WORK INSTRUCTION
Only an exact copy of the records, from the line with "pub mod pipeline;" through the last line, is wanted.

EXCERPTED RECORDS

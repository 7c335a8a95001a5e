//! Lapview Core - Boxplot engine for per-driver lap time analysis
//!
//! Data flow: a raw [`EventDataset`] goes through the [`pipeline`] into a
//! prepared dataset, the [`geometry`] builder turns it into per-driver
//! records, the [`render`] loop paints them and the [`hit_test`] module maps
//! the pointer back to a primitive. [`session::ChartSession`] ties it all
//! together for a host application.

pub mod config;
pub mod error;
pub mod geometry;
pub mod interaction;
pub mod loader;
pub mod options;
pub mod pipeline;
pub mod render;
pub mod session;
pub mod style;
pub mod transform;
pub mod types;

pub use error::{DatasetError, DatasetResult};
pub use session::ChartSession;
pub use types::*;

OUTPUT OF THE EXERCISE
pub mod pipeline;
pub mod render;
pub mod session;
pub mod style;
pub mod transform;
pub mod types;

pub use error::{DatasetError, DatasetResult};
pub use session::ChartSession;
pub use types::*;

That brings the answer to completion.